/drlnd-coball

Multi-agent reinforcement learning with PPO

Primary LanguageHTML

Competition and collaboration in Reinforcement Learning

This repository is based on the competition and collaboration problem studied in the Deep Reinforcement Learning Nanodegree program and demonstrates training of a simple multi-agent system.

General Settings (see also the original repo)

For this project, you will work with the Tennis environment.

Trained Agent

In this environment, two agents control rackets to bounce a ball over a net. If an agent hits the ball over the net, it receives a reward of +0.1. If an agent lets a ball hit the ground or hits the ball out of bounds, it receives a reward of -0.01. Thus, the goal of each agent is to keep the ball in play.

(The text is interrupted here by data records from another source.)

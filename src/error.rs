//! Custom error types for account-porter
//!
//! Call-level failures of export and import live in [`PorterError`]. Failures
//! of a single credential restore are a different type
//! ([`crate::store::StoreError`]) because they are recorded, not propagated.

use thiserror::Error;

/// The main error type for account-porter operations
#[derive(Error, Debug)]
pub enum PorterError {
    /// The credential store holds no bundles, so there is nothing to export
    #[error("No account credentials found, nothing to export")]
    NothingToExport,

    /// The password was rejected by the cipher's password policy
    #[error("Weak password: {0}")]
    WeakPassword(String),

    /// The artifact file exists but holds no content
    #[error("Backup file is empty")]
    EmptyArtifact,

    /// Wrong password or corrupted artifact
    #[error("Decryption failed: {0}")]
    DecryptionFailed(String),

    /// The decrypted snapshot failed validation
    #[error("Incompatible backup file: {}", .0.join("; "))]
    IncompatibleArtifact(Vec<String>),

    /// The decrypted text is not a structurally parseable snapshot
    #[error("Malformed backup file: {0}")]
    MalformedArtifact(String),

    /// No destination or source file was chosen
    #[error("Cancelled: {0}")]
    UserCancelled(String),

    /// Configuration-related errors
    #[error("Configuration error: {0}")]
    Config(String),

    /// File I/O errors
    #[error("I/O error: {0}")]
    Io(String),

    /// JSON serialization/deserialization errors
    #[error("JSON error: {0}")]
    Json(String),

    /// Credential store errors outside of the per-item restore loop
    #[error("Storage error: {0}")]
    Storage(String),

    /// Encryption errors
    #[error("Encryption error: {0}")]
    Encryption(String),
}

impl PorterError {
    /// Check if this is a user cancellation rather than a failure
    pub fn is_cancelled(&self) -> bool {
        matches!(self, Self::UserCancelled(_))
    }

    /// Check if this is a decryption failure
    pub fn is_decryption_failure(&self) -> bool {
        matches!(self, Self::DecryptionFailed(_))
    }
}

// Implement From traits for common error types

impl From<std::io::Error> for PorterError {
    fn from(err: std::io::Error) -> Self {
        Self::Io(err.to_string())
    }
}

impl From<serde_json::Error> for PorterError {
    fn from(err: serde_json::Error) -> Self {
        Self::Json(err.to_string())
    }
}

/// Result type alias for account-porter operations
pub type PorterResult<T> = Result<T, PorterError>;

#[cfg(test)]
mod tests {
    use super::*;

    #[test]
    fn test_error_display() {
        let err = PorterError::Config("test error".into());
        assert_eq!(err.to_string(), "Configuration error: test error");
    }

    #[test]
    fn test_incompatible_lists_every_error() {
        let err = PorterError::IncompatibleArtifact(vec![
            "missing formatVersion".into(),
            "missing createdAt".into(),
        ]);
        assert_eq!(
            err.to_string(),
            "Incompatible backup file: missing formatVersion; missing createdAt"
        );
    }

    #[test]
    fn test_cancelled_is_distinct() {
        let err = PorterError::UserCancelled("no destination chosen".into());
        assert!(err.is_cancelled());
        assert!(!PorterError::NothingToExport.is_cancelled());
    }

    #[test]
    fn test_from_io_error() {
        let io_err = std::io::Error::new(std::io::ErrorKind::NotFound, "file not found");
        let err: PorterError = io_err.into();
        assert!(matches!(err, PorterError::Io(_)));
    }
}
//! Cipher provider contract and the password-based implementation
//!
//! The exchange orchestrators only see [`CipherProvider`]. The shipped
//! implementation, [`PasswordCipher`], seals text with Argon2id + AES-256-GCM
//! and writes a self-describing JSON envelope:
//!
//! ```text
//! {
//!   "algorithm": "argon2id-aes256gcm",
//!   "version": 1,
//!   "kdf": { "salt": ..., "memory_cost": ..., "time_cost": ..., "parallelism": ... },
//!   "nonce": ...,
//!   "ciphertext": ...
//! }
//! ```
//!
//! Everything except `nonce` and `ciphertext` is the header, which is
//! authenticated as AES-GCM associated data.

use serde::{Deserialize, Serialize};

use crate::config::settings::{KdfSettings, PasswordPolicy};
use crate::error::{PorterError, PorterResult};
use crate::models::EncryptedArtifact;

use super::encryption::{open, seal, SealedPayload};
use super::key_derivation::{derive_key, KeyDerivationParams};
use super::secure_memory::SecureString;

/// Algorithm identifier recorded in envelopes and snapshot metadata
pub const ALGORITHM_ID: &str = "argon2id-aes256gcm";

/// Envelope layout version
pub const ENVELOPE_VERSION: u8 = 1;

/// Outcome of a password policy check
#[derive(Debug, Clone, PartialEq, Eq)]
pub struct PasswordCheck {
    pub is_valid: bool,
    pub message: Option<String>,
}

impl PasswordCheck {
    pub fn accepted() -> Self {
        Self {
            is_valid: true,
            message: None,
        }
    }

    pub fn rejected(message: impl Into<String>) -> Self {
        Self {
            is_valid: false,
            message: Some(message.into()),
        }
    }

    /// Convert into a `WeakPassword` error when rejected
    pub fn into_result(self) -> PorterResult<()> {
        if self.is_valid {
            Ok(())
        } else {
            Err(PorterError::WeakPassword(
                self.message.unwrap_or_else(|| "Password is invalid".to_string()),
            ))
        }
    }
}

/// Password-derived symmetric encryption used for exchange artifacts
pub trait CipherProvider {
    /// Identifier stored in snapshot metadata
    fn algorithm_id(&self) -> &str;

    fn encrypt(&self, plaintext: &str, password: &str) -> PorterResult<EncryptedArtifact>;

    /// Must fail with [`PorterError::DecryptionFailed`] on a wrong password
    /// or corrupted input rather than return garbage
    fn decrypt(&self, artifact: &EncryptedArtifact, password: &str) -> PorterResult<SecureString>;

    fn validate_password(&self, password: &str) -> PasswordCheck;
}

#[derive(Serialize, Deserialize)]
struct ArtifactHeader {
    algorithm: String,
    version: u8,
    kdf: KeyDerivationParams,
}

impl ArtifactHeader {
    fn associated_data(&self) -> PorterResult<Vec<u8>> {
        serde_json::to_vec(self)
            .map_err(|e| PorterError::Encryption(format!("Failed to encode header: {}", e)))
    }
}

#[derive(Serialize, Deserialize)]
struct ArtifactEnvelope {
    #[serde(flatten)]
    header: ArtifactHeader,
    #[serde(flatten)]
    payload: SealedPayload,
}

/// Argon2id + AES-256-GCM cipher with a configurable password policy
#[derive(Debug, Clone, Default)]
pub struct PasswordCipher {
    policy: PasswordPolicy,
    kdf: KdfSettings,
}

impl PasswordCipher {
    pub fn new(policy: PasswordPolicy, kdf: KdfSettings) -> Self {
        Self { policy, kdf }
    }

    pub fn from_settings(settings: &crate::config::Settings) -> Self {
        Self::new(
            settings.password_policy.clone(),
            settings.key_derivation.clone(),
        )
    }
}

impl CipherProvider for PasswordCipher {
    fn algorithm_id(&self) -> &str {
        ALGORITHM_ID
    }

    fn encrypt(&self, plaintext: &str, password: &str) -> PorterResult<EncryptedArtifact> {
        let header = ArtifactHeader {
            algorithm: ALGORITHM_ID.to_string(),
            version: ENVELOPE_VERSION,
            kdf: KeyDerivationParams::generate(&self.kdf),
        };
        let key = derive_key(password, &header.kdf)?;
        let payload = seal(plaintext.as_bytes(), &key, &header.associated_data()?)?;

        let envelope = ArtifactEnvelope { header, payload };

        let text = serde_json::to_string_pretty(&envelope)
            .map_err(|e| PorterError::Encryption(format!("Failed to encode artifact: {}", e)))?;

        Ok(EncryptedArtifact::new(text))
    }

    fn decrypt(&self, artifact: &EncryptedArtifact, password: &str) -> PorterResult<SecureString> {
        let envelope: ArtifactEnvelope = serde_json::from_str(artifact.as_str()).map_err(|_| {
            PorterError::DecryptionFailed("not a recognised encrypted backup".to_string())
        })?;

        let header = &envelope.header;
        if header.algorithm != ALGORITHM_ID {
            return Err(PorterError::DecryptionFailed(format!(
                "unsupported algorithm {}",
                header.algorithm
            )));
        }
        if header.version != ENVELOPE_VERSION {
            return Err(PorterError::DecryptionFailed(format!(
                "unsupported envelope version {}",
                header.version
            )));
        }

        let key = derive_key(password, &header.kdf)
            .map_err(|e| PorterError::DecryptionFailed(e.to_string()))?;
        let aad = header
            .associated_data()
            .map_err(|e| PorterError::DecryptionFailed(e.to_string()))?;

        let plaintext = open(&envelope.payload, &key, &aad)?;

        String::from_utf8(plaintext)
            .map(SecureString::new)
            .map_err(|_| PorterError::DecryptionFailed("decrypted data is not UTF-8".to_string()))
    }

    fn validate_password(&self, password: &str) -> PasswordCheck {
        if password.is_empty() {
            return PasswordCheck::rejected("Password cannot be empty");
        }

        if password.trim().is_empty() {
            return PasswordCheck::rejected("Password cannot be only whitespace");
        }

        let length = password.chars().count();
        if length < self.policy.min_length {
            return PasswordCheck::rejected(format!(
                "Password must be at least {} characters",
                self.policy.min_length
            ));
        }

        PasswordCheck::accepted()
    }
}
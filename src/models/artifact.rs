//! Encrypted artifact value object
//!
//! The opaque text the cipher produces over a serialized snapshot. Created
//! once per export and consumed once per import.

use std::fmt;

#[derive(Clone, PartialEq, Eq)]
pub struct EncryptedArtifact(String);

impl EncryptedArtifact {
    pub fn new(text: impl Into<String>) -> Self {
        Self(text.into())
    }

    pub fn as_str(&self) -> &str {
        &self.0
    }

    /// Whitespace-only content counts as empty
    pub fn is_blank(&self) -> bool {
        self.0.trim().is_empty()
    }

    pub fn len(&self) -> usize {
        self.0.len()
    }

    pub fn is_empty(&self) -> bool {
        self.0.is_empty()
    }
}

// Ciphertext is not secret, but it is large and useless in logs
impl fmt::Debug for EncryptedArtifact {
    fn fmt(&self, f: &mut fmt::Formatter<'_>) -> fmt::Result {
        f.debug_struct("EncryptedArtifact")
            .field("len", &self.0.len())
            .finish()
    }
}
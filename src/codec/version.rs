//! Dot-segment version comparison
//!
//! Versions compare segment by segment as integers, most significant first.
//! Missing segments count as 0, and so does a segment with no leading digits.
//! Only the leading digit run of a segment is read, so `"2-beta"` reads as 2.

use std::cmp::Ordering;

fn segment_value(segment: &str) -> u64 {
    let digits: String = segment
        .trim()
        .chars()
        .take_while(|c| c.is_ascii_digit())
        .collect();
    digits.parse().unwrap_or(0)
}

fn segments(version: &str) -> Vec<u64> {
    version.trim().split('.').map(segment_value).collect()
}

/// Compare two versions; the first differing segment decides
pub fn compare_versions(left: &str, right: &str) -> Ordering {
    let left = segments(left);
    let right = segments(right);
    let len = left.len().max(right.len());

    for i in 0..len {
        let l = left.get(i).copied().unwrap_or(0);
        let r = right.get(i).copied().unwrap_or(0);
        match l.cmp(&r) {
            Ordering::Equal => continue,
            decided => return decided,
        }
    }

    Ordering::Equal
}

/// True if `version` is newer than `supported`
pub fn is_newer(version: &str, supported: &str) -> bool {
    compare_versions(version, supported) == Ordering::Greater
}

The observation space consists of 8 variables corresponding to the position and velocity of the ball and racket. Each agent receives its own, local observation. Two continuous actions are available, corresponding to movement toward (or away from) the net, and jumping.

The task is episodic, and in order to solve the environment, your agents must get an average score of +0.5 (over 100 consecutive episodes, after taking the maximum over both agents). Specifically,

  • After each episode, we add up the rewards that each agent received (without discounting), to get a score for each agent. This yields 2 (potentially different) scores. We then take the maximum of these 2 scores.
  • This yields a single score for each episode.

Solving the Environment

The environment is considered solved, when the average (over 100 episodes) of those scores is at least +0.5.

Getting started (see also the original repo)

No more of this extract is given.